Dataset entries

-*-*-

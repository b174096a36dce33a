// Inbound processor events.
//
// The payload is untrusted input: the signature over the raw body is checked
// before anything is parsed, unknown event kinds are acknowledged and
// ignored, and events that are missing our metadata are logged and skipped
// so that someone else's integration can never crash the workflow.

use hmac::{Hmac, Mac};
use serde::Deserialize;
use sha2::Sha256;
use std::collections::HashMap;
use tracing::{debug, warn};
use uuid::Uuid;

use crate::error::{AppError, AppResult};
use crate::payments::orchestrator::PaymentOrchestrator;

type HmacSha256 = Hmac<Sha256>;

/// Events older (or newer) than this are rejected to limit replay windows
const SIGNATURE_TOLERANCE_SECS: i64 = 300;

const EVENT_CHECKOUT_COMPLETED: &str = "checkout.session.completed";
const EVENT_ACCOUNT_UPDATED: &str = "account.updated";

#[derive(Debug, Deserialize)]
struct StripeEvent {
    id: String,
    #[serde(rename = "type")]
    kind: String,
    data: StripeEventData,
}

#[derive(Debug, Deserialize)]
struct StripeEventData {
    object: serde_json::Value,
}

#[derive(Debug, Deserialize)]
struct CheckoutSessionObject {
    id: String,
    #[serde(default)]
    payment_intent: Option<String>,
    #[serde(default)]
    metadata: HashMap<String, String>,
}

#[derive(Debug, Deserialize)]
struct AccountObject {
    id: String,
    #[serde(default)]
    details_submitted: bool,
    #[serde(default)]
    payouts_enabled: bool,
    #[serde(default)]
    metadata: HashMap<String, String>,
}

/// Verify the processor's signature header against the raw request body.
///
/// The header carries a unix timestamp and one or more HMAC-SHA256
/// signatures over `"{timestamp}.{body}"`; any valid signature within the
/// tolerance window passes. Comparison is constant-time via the Mac verify.
pub fn verify_signature(
    secret: &str,
    signature_header: &str,
    payload: &[u8],
    now_unix: i64,
) -> AppResult<()> {
    let mut timestamp: Option<i64> = None;
    let mut candidates: Vec<&str> = Vec::new();

    for part in signature_header.split(',') {
        match part.trim().split_once('=') {
            Some(("t", value)) => timestamp = value.parse().ok(),
            Some(("v1", value)) => candidates.push(value),
            _ => {}
        }
    }

    let timestamp = timestamp
        .ok_or_else(|| AppError::Forbidden("malformed webhook signature header".to_string()))?;

    if (now_unix - timestamp).abs() > SIGNATURE_TOLERANCE_SECS {
        return Err(AppError::Forbidden(
            "webhook timestamp outside tolerance".to_string(),
        ));
    }

    let mut mac = HmacSha256::new_from_slice(secret.as_bytes())
        .map_err(|_| AppError::Config("invalid webhook secret".to_string()))?;
    mac.update(timestamp.to_string().as_bytes());
    mac.update(b".");
    mac.update(payload);

    for candidate in candidates {
        if let Ok(expected) = hex::decode(candidate) {
            if mac.clone().verify_slice(&expected).is_ok() {
                return Ok(());
            }
        }
    }

    Err(AppError::Forbidden(
        "webhook signature verification failed".to_string(),
    ))
}

/// Parse a verified event payload and route it to the orchestrator
pub async fn process_event(
    orchestrator: &PaymentOrchestrator,
    payload: &[u8],
) -> AppResult<()> {
    let event: StripeEvent = serde_json::from_slice(payload)
        .map_err(|e| AppError::Invalid(format!("malformed event payload: {}", e)))?;

    match event.kind.as_str() {
        EVENT_CHECKOUT_COMPLETED => {
            let session: CheckoutSessionObject =
                match serde_json::from_value(event.data.object) {
                    Ok(session) => session,
                    Err(e) => {
                        warn!("event {}: unreadable checkout session, skipping: {}", event.id, e);
                        return Ok(());
                    }
                };

            // Only sessions we created carry these keys; anything else
            // belongs to another integration.
            if !session.metadata.contains_key("need_id")
                || !session.metadata.contains_key("help_offer_id")
            {
                warn!(
                    "event {}: checkout session {} has no marketplace metadata, skipping",
                    event.id, session.id
                );
                return Ok(());
            }

            orchestrator
                .reconcile_payment_completed(&session.id, session.payment_intent.as_deref())
                .await
        }
        EVENT_ACCOUNT_UPDATED => {
            let account: AccountObject = match serde_json::from_value(event.data.object) {
                Ok(account) => account,
                Err(e) => {
                    warn!("event {}: unreadable account object, skipping: {}", event.id, e);
                    return Ok(());
                }
            };

            let user_id = account
                .metadata
                .get("user_id")
                .and_then(|v| Uuid::parse_str(v).ok());

            orchestrator
                .reconcile_account_updated(
                    &account.id,
                    account.details_submitted,
                    account.payouts_enabled,
                    user_id,
                )
                .await
        }
        other => {
            debug!("ignoring webhook event {} of kind {}", event.id, other);
            Ok(())
        }
    }
}

#[cfg(test)]
mod tests {
    use super::*;
    use crate::ledger::repository::LedgerRepository;
    use crate::notifier::Notifier;
    use crate::payments::orchestrator::PaymentConfig;
    use crate::payments::processor::{
        CheckoutMetadata, CheckoutSession, ConnectedAccount, PaymentProcessor, Transfer,
    };
    use async_trait::async_trait;
    use rust_decimal::Decimal;
    use rust_decimal_macros::dec;
    use std::sync::Arc;

    const SECRET: &str = "whsec_test_secret";

    fn sign(secret: &str, timestamp: i64, payload: &[u8]) -> String {
        let mut mac = HmacSha256::new_from_slice(secret.as_bytes()).unwrap();
        mac.update(timestamp.to_string().as_bytes());
        mac.update(b".");
        mac.update(payload);
        format!("t={},v1={}", timestamp, hex::encode(mac.finalize().into_bytes()))
    }

    #[test]
    fn test_valid_signature_passes() {
        let body = br#"{"id":"evt_1"}"#;
        let header = sign(SECRET, 1_700_000_000, body);
        assert!(verify_signature(SECRET, &header, body, 1_700_000_010).is_ok());
    }

    #[test]
    fn test_tampered_body_fails() {
        let header = sign(SECRET, 1_700_000_000, br#"{"id":"evt_1"}"#);
        let result = verify_signature(SECRET, &header, br#"{"id":"evt_2"}"#, 1_700_000_010);
        assert!(matches!(result, Err(AppError::Forbidden(_))));
    }

    #[test]
    fn test_wrong_secret_fails() {
        let body = br#"{"id":"evt_1"}"#;
        let header = sign("whsec_other", 1_700_000_000, body);
        assert!(verify_signature(SECRET, &header, body, 1_700_000_010).is_err());
    }

    #[test]
    fn test_stale_timestamp_fails() {
        let body = br#"{"id":"evt_1"}"#;
        let header = sign(SECRET, 1_700_000_000, body);
        let result = verify_signature(SECRET, &header, body, 1_700_000_000 + 3600);
        assert!(matches!(result, Err(AppError::Forbidden(_))));
    }

    #[test]
    fn test_garbage_header_fails() {
        let body = br#"{"id":"evt_1"}"#;
        assert!(verify_signature(SECRET, "not-a-signature", body, 0).is_err());
        assert!(verify_signature(SECRET, "t=abc,v1=zz", body, 0).is_err());
    }

    // Processor double that must never be reached in the skip paths
    struct UnreachableProcessor;

    #[async_trait]
    impl PaymentProcessor for UnreachableProcessor {
        async fn create_checkout_session(
            &self,
            _: Decimal,
            _: &str,
            _: &str,
            _: &str,
            _: &str,
            _: CheckoutMetadata,
        ) -> AppResult<CheckoutSession> {
            panic!("processor should not be called");
        }

        async fn create_transfer(
            &self,
            _: Decimal,
            _: &str,
            _: &str,
            _: Uuid,
        ) -> AppResult<Transfer> {
            panic!("processor should not be called");
        }

        async fn create_connected_account(&self, _: &str, _: Uuid) -> AppResult<ConnectedAccount> {
            panic!("processor should not be called");
        }

        async fn create_onboarding_link(&self, _: &str, _: &str, _: &str) -> AppResult<String> {
            panic!("processor should not be called");
        }
    }

    fn test_orchestrator() -> PaymentOrchestrator {
        // Lazy pool: never connects unless a query runs, which the skip
        // paths under test never do.
        let pool = sqlx::postgres::PgPoolOptions::new()
            .connect_lazy("postgresql://localhost/unreachable")
            .unwrap();
        let ledger = Arc::new(LedgerRepository::new(pool));
        let notifier = Arc::new(Notifier::new(ledger.clone()));

        PaymentOrchestrator::new(
            ledger,
            Arc::new(UnreachableProcessor),
            notifier,
            PaymentConfig {
                commission_rate: dec!(0.10),
                checkout_success_url: "https://localhost/success".to_string(),
                checkout_cancel_url: "https://localhost/cancel".to_string(),
                onboarding_refresh_url: "https://localhost/refresh".to_string(),
                onboarding_return_url: "https://localhost/return".to_string(),
            },
        )
    }

    #[tokio::test]
    async fn test_unknown_event_kind_is_ignored() {
        let orchestrator = test_orchestrator();
        let payload = br#"{"id":"evt_1","type":"invoice.paid","data":{"object":{}}}"#;
        assert!(process_event(&orchestrator, payload).await.is_ok());
    }

    #[tokio::test]
    async fn test_checkout_without_marketplace_metadata_is_skipped() {
        let orchestrator = test_orchestrator();
        let payload = br#"{
            "id": "evt_2",
            "type": "checkout.session.completed",
            "data": {"object": {"id": "cs_foreign", "metadata": {"shop": "someone-else"}}}
        }"#;
        assert!(process_event(&orchestrator, payload).await.is_ok());
    }

    #[tokio::test]
    async fn test_malformed_payload_is_invalid() {
        let orchestrator = test_orchestrator();
        let result = process_event(&orchestrator, b"not json").await;
        assert!(matches!(result, Err(AppError::Invalid(_))));
    }
}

-*-*-

§ **Task details**
When you reach the line that contains "const SIGNATURE_TOLERANCE_SECS: i64 = 300;", stop; that line and every line before it, from the very first line of the data, should be restated word for word.

§ **Written response**
repository b174096a36dce33a
// Inbound processor events.
//
// The payload is untrusted input: the signature over the raw body is checked
// before anything is parsed, unknown event kinds are acknowledged and
// ignored, and events that are missing our metadata are logged and skipped
// so that someone else's integration can never crash the workflow.

use hmac::{Hmac, Mac};
use serde::Deserialize;
use sha2::Sha256;
use std::collections::HashMap;
use tracing::{debug, warn};
use uuid::Uuid;

use crate::error::{AppError, AppResult};
use crate::payments::orchestrator::PaymentOrchestrator;

type HmacSha256 = Hmac<Sha256>;

/// Events older (or newer) than this are rejected to limit replay windows
const SIGNATURE_TOLERANCE_SECS: i64 = 300;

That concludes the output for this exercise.